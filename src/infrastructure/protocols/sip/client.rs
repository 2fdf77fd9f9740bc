//! SIP client
//!
//! Registers the account with its server, keeps the registration alive and
//! routes every received datagram to the registration, an existing call or
//! a new incoming call. Like [`SipCall`], the client is sans-IO: the driver
//! feeds it datagrams and timer ticks and drains what it wants sent.

use super::auth::UserCredentials;
use super::builder::UserAgent;
use super::call::{CallSettings, SipCall};
use super::context::SipCallContext;
use super::message::{sip_address_to_uri, SipError, SipMessage, SipMethod};
use super::transaction::{SipTimers, SipTransaction, TransactionTimerAction};
use crate::config::PhoneConfig;
use crate::domain::call::CallState;
use crate::domain::client::{ClientEvent, ClientState};
use crate::infrastructure::media::{AudioDevices, ChannelConfig, MAX_TONE};
use crate::infrastructure::protocols::stun::{BindingOutcome, StunBinding, StunMessage};
use metrics::{counter, gauge};
use std::collections::VecDeque;
use std::net::SocketAddr;
use std::sync::Arc;
use std::time::Duration;
use tokio::time::Instant;
use tracing::{debug, info, warn};

/// Work the client needs from its driver
#[derive(Debug, Clone, PartialEq, Eq)]
pub enum ClientAction {
    /// Resolve the SIP and STUN servers of a domain
    Resolve { domain: String },
    /// Bind the RTP and RTCP sockets of a call
    BindMedia { call_id: String },
    /// Close the media sockets of a removed call
    ReleaseMedia { call_id: String },
}

pub struct SipClient {
    ua: UserAgent,
    ctx: SipCallContext,
    state: ClientState,
    timers: SipTimers,
    call_settings: CallSettings,
    devices: Arc<dyn AudioDevices>,

    server: Option<SocketAddr>,
    stun: StunBinding,
    stun_resolved: bool,

    register_expires: u32,
    register_margin: u32,
    connect_retry: Duration,
    connect_deadline: Option<Instant>,
    register_deadline: Option<Instant>,

    transactions: Vec<SipTransaction>,
    calls: Vec<SipCall>,

    events: VecDeque<ClientEvent>,
    actions: VecDeque<ClientAction>,
    outbox: VecDeque<(SocketAddr, Vec<u8>)>,
}
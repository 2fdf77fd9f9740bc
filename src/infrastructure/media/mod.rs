//! Media processing implementations

pub mod audio;
pub mod codec;
pub mod rtp;

pub use audio::{AudioDevices, AudioFormat, AudioInput, AudioOutput, AudioPipeline, NullAudioDevices};
pub use codec::{AudioCodec, G711Type, PayloadType, PcmaCodec, PcmuCodec};
pub use rtp::{key_tone, ChannelConfig, RtpAudioChannel, RtpError, RtpPacket, MAX_TONE};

- WHAT YOU ARE ASKED TO DO
From the records above, pull every line that carries the word "infrastructure".

- YOUR SOLUTION
filename src/infrastructure/protocols/sip/client.rs
use crate::infrastructure::media::{AudioDevices, ChannelConfig, MAX_TONE};
use crate::infrastructure::protocols::stun::{BindingOutcome, StunBinding, StunMessage};
filename src/infrastructure/media/mod.rs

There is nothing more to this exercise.